Wednesday, December 3, 2008

Iowa Employment Non-Compete Clauses

Iowa is one of the more pro-employer states when it comes to restrictive employment covenants. Generally, Iowa courts will uphold agreements that preclude former employees from competing with an employer (with limited duration and limited area--such as 12 months and within a 100 mile radius of the job site). However, a recent Iowa appeals court decision may be a sign that our courts are beginning to take a more critical view of these types of agreements.

Dr. Thomas Warren was employed as an assistant professor at the University of Iowa and, as part of his job duties, he was required to spent part of every year working as an oncologist at the the University of Iowa's Hospital. When he was hired, Dr. Warren executed an employment contract that included a covenant not to compete and/or practice medicine for a two year period in, essentially, a 50 mile radius of the University. Four years later, Dr. Warren left the University and went into private practice in Cedar Rapids within the 50 mile radius.
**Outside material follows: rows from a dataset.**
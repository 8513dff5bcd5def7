use std::{
    fmt,
    io::{Read, Write},
};

use csv::{ByteRecord, StringRecord};
use thiserror::Error;

use crate::domain::{Label, RowError, RowOutcome};

pub const ANNOTATION_COLUMNS: [&str; 4] = [
    "Translated",
    "Prediction",
    "Confidence (%)",
    "Phishing Detected",
];

#[derive(Debug, Error)]
pub enum TableError {
    #[error("could not parse the uploaded table: {0}")]
    Csv(#[from] csv::Error),
    #[error("could not write the classified table: {0}")]
    Io(#[from] std::io::Error),
    #[error("the uploaded table has no header row")]
    Empty,
    #[error("column `{column}` not found (available: {available})")]
    UnknownColumn { column: String, available: String },
    #[error("{outcomes} results for {rows} rows")]
    RowCountMismatch { rows: usize, outcomes: usize },
}

/// An uploaded CSV of messages. Extra columns are carried through untouched.
#[derive(Debug, Clone)]
pub struct MessageTable {
    headers: StringRecord,
    rows: Vec<ByteRecord>,
    skipped: usize,
}

impl MessageTable {
    /// Rows with more fields than the header are skipped, not fatal.
    pub fn from_reader<R: Read>(reader: R) -> Result<Self, TableError> {
        let mut reader = csv::ReaderBuilder::new()
            .has_headers(true)
            .flexible(true)
            .from_reader(reader);

        let headers = reader.headers()?.clone();
        if headers.is_empty() {
            return Err(TableError::Empty);
        }

        let mut rows = Vec::new();
        let mut skipped = 0;
        for record in reader.byte_records() {
            let record = record?;
            if record.len() > headers.len() {
                tracing::warn!(
                    target: "table",
                    line = record.position().map(|p| p.line()),
                    fields = record.len(),
                    expected = headers.len(),
                    "skipping malformed line"
                );
                skipped += 1;
                continue;
            }
            rows.push(record);
        }

        tracing::info!(target: "table", rows = rows.len(), skipped, "table loaded");
        Ok(Self {
            headers,
            rows,
            skipped,
        })
    }

    pub fn columns(&self) -> impl Iterator<Item = &str> {
        self.headers.iter()
    }

    pub fn len(&self) -> usize {
        self.rows.len()
    }

    pub fn is_empty(&self) -> bool {
        self.rows.is_empty()
    }

    pub fn skipped(&self) -> usize {
        self.skipped
    }

    pub fn column_index(&self, column: &str) -> Result<usize, TableError> {
        self.headers
            .iter()
            .position(|h| h == column)
            .ok_or_else(|| TableError::UnknownColumn {
                column: column.to_string(),
                available: self.headers.iter().collect::<Vec<_>>().join(", "),
            })
    }

    /// The text of `column` for every row, or the reason a row has none.
    pub fn message_cells(&self, column: &str) -> Result<Vec<Result<String, RowError>>, TableError> {
        let idx = self.column_index(column)?;
        Ok(self
            .rows
            .iter()
            .map(|row| match row.get(idx) {
                None => Err(RowError::MissingValue {
                    column: column.to_string(),
                }),
                Some(bytes) => String::from_utf8(bytes.to_vec()).map_err(|_| RowError::NotText {
                    column: column.to_string(),
                }),
            })
            .collect())
    }

    /// Writes the table with the annotation columns appended. `outcomes`
    /// must hold one entry per row, in row order.
    pub fn write_annotated<W: Write>(
        &self,
        outcomes: &[RowOutcome],
        writer: W,
    ) -> Result<(), TableError> {
        if outcomes.len() != self.rows.len() {
            return Err(TableError::RowCountMismatch {
                rows: self.rows.len(),
                outcomes: outcomes.len(),
            });
        }

        let mut writer = csv::Writer::from_writer(writer);
        let mut header = self.headers.as_byte_record().clone();
        for column in ANNOTATION_COLUMNS {
            header.push_field(column.as_bytes());
        }
        writer.write_byte_record(&header)?;

        let width = self.headers.len();
        for (row, outcome) in self.rows.iter().zip(outcomes) {
            let mut record = row.clone();
            while record.len() < width {
                record.push_field(b"");
            }
            match outcome {
                Ok(annotated) => {
                    record.push_field(annotated.normalized().as_bytes());
                    record.push_field(annotated.classification.label.as_str().as_bytes());
                    record.push_field(format!("{:.2}", annotated.classification.confidence).as_bytes());
                    record.push_field(if annotated.phishing { "True" } else { "False" }.as_bytes());
                }
                Err(err) => {
                    record.push_field(b"");
                    record.push_field(format!("Error: {err}").as_bytes());
                    record.push_field(b"");
                    record.push_field(b"");
                }
            }
            writer.write_byte_record(&record)?;
        }
        writer.flush()?;
        Ok(())
    }
}

/// Counts shown after a batch run.
#[derive(Debug, Clone, Copy, Default, PartialEq, Eq)]
pub struct BatchSummary {
    pub rows: usize,
    pub spam: usize,
    pub ham: usize,
    pub phishing: usize,
    pub translated: usize,
    pub errors: usize,
    pub skipped: usize,
}

impl BatchSummary {
    pub fn new(outcomes: &[RowOutcome], skipped: usize) -> Self {
        let mut summary = Self {
            rows: outcomes.len(),
            skipped,
            ..Self::default()
        };
        for outcome in outcomes {
            match outcome {
                Ok(record) => {
                    match record.classification.label {
                        Label::Spam => summary.spam += 1,
                        Label::Ham => summary.ham += 1,
                    }
                    if record.phishing {
                        summary.phishing += 1;
                    }
                    if record.normalization.is_translated() {
                        summary.translated += 1;
                    }
                }
                Err(_) => summary.errors += 1,
            }
        }
        summary
    }
}

impl fmt::Display for BatchSummary {
    fn fmt(&self, f: &mut fmt::Formatter<'_>) -> fmt::Result {
        write!(
            f,
            "{} rows: {} spam, {} ham, {} with phishing links, {} translated, {} errors ({} malformed lines skipped)",
            self.rows, self.spam, self.ham, self.phishing, self.translated, self.errors, self.skipped
        )
    }
}

#[cfg(test)]
mod tests {
    use super::*;
    use crate::domain::{AnnotatedRecord, ClassificationResult, Normalization};

    fn record(text: &str, label: Label, confidence: f64, phishing: bool) -> RowOutcome {
        Ok(AnnotatedRecord {
            original: text.to_string(),
            normalization: Normalization::Unchanged {
                text: text.to_string(),
            },
            classification: ClassificationResult { label, confidence },
            phishing,
        })
    }

    #[test]
    fn lists_columns_and_cells() {
        let data = b"id,message,sender\n1,hello,ann\n2,\"free, prize\",bob\n";
        let table = MessageTable::from_reader(&data[..]).unwrap();
        assert_eq!(table.columns().collect::<Vec<_>>(), vec!["id", "message", "sender"]);
        assert_eq!(
            table.message_cells("message").unwrap(),
            vec![Ok("hello".to_string()), Ok("free, prize".to_string())]
        );
    }

    #[test]
    fn unknown_column_is_an_upload_error() {
        let table = MessageTable::from_reader(&b"id,message\n1,hi\n"[..]).unwrap();
        let err = table.message_cells("text").unwrap_err();
        assert!(matches!(err, TableError::UnknownColumn { ref column, .. } if column == "text"));
        assert!(err.to_string().contains("id, message"));
    }

    #[test]
    fn empty_upload_is_rejected() {
        assert!(matches!(MessageTable::from_reader(&b""[..]), Err(TableError::Empty)));
    }

    #[test]
    fn overlong_lines_are_skipped_and_short_rows_marked() {
        let table = MessageTable::from_reader(&b"id,message\n1,hi\n2,a,b,c\n3\n"[..]).unwrap();
        assert_eq!(table.len(), 2);
        assert_eq!(table.skipped(), 1);
        let cells = table.message_cells("message").unwrap();
        assert_eq!(cells[0], Ok("hi".to_string()));
        assert!(matches!(cells[1], Err(RowError::MissingValue { .. })));
    }

    #[test]
    fn non_utf8_cells_are_marked() {
        let table = MessageTable::from_reader(&b"message\n\xff\xfe\nok\n"[..]).unwrap();
        let cells = table.message_cells("message").unwrap();
        assert!(matches!(cells[0], Err(RowError::NotText { .. })));
        assert_eq!(cells[1], Ok("ok".to_string()));
    }

    #[test]
    fn writes_passthrough_and_annotation_columns() {
        let table = MessageTable::from_reader(&b"id,message\n1,win cash\n2\n"[..]).unwrap();
        let outcomes = vec![
            record("win cash", Label::Spam, 91.5, false),
            Err(RowError::MissingValue {
                column: "message".into(),
            }),
        ];
        let mut out = Vec::new();
        table.write_annotated(&outcomes, &mut out).unwrap();
        let written = String::from_utf8(out).unwrap();
        assert_eq!(
            written,
            "id,message,Translated,Prediction,Confidence (%),Phishing Detected\n\
             1,win cash,win cash,Spam,91.50,False\n\
             2,,,Error: missing value in column `message`,,\n"
        );
    }

    #[test]
    fn mismatched_outcomes_are_rejected() {
        let table = MessageTable::from_reader(&b"message\nhi\n"[..]).unwrap();
        let err = table.write_annotated(&[], Vec::new()).unwrap_err();
        assert!(matches!(err, TableError::RowCountMismatch { rows: 1, outcomes: 0 }));
    }

    #[test]
    fn summary_counts_outcomes() {
        let outcomes = vec![
            record("a", Label::Spam, 80.0, true),
            record("b", Label::Ham, 70.0, false),
            record("c", Label::Spam, 60.0, false),
            Err(RowError::NotText {
                column: "m".into(),
            }),
        ];
        let summary = BatchSummary::new(&outcomes, 2);
        assert_eq!(
            summary,
            BatchSummary {
                rows: 4,
                spam: 2,
                ham: 1,
                phishing: 1,
                translated: 0,
                errors: 1,
                skipped: 2,
            }
        );
    }
}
The University sued Dr. Warren seeking an injunction to stop him from practicing medicine; however, the trial court denied the University's request. Both the trial court and the appellate court set forth the long-held legal standard regarding restrictive covenants, which is: (1) whether the restriction is "reasonably necessary" for the protection
of the employer's business; (2) whether it is "unreasonably restrictive" of the employee's rights; and (3) whether it is "prejudicial" to the public interest.

Normally, Iowa courts recite this standard before generally enforcing the covenant in front of them but, in this case, both courts found that the University failed to satisfy this test. Specifically, the University was unable to convince the courts that it was reasonably necessary to have a restrictive covenant and that, as a practicing physician, it was prejudicial to the public interest to preclude Dr. Warren from practicing medicine.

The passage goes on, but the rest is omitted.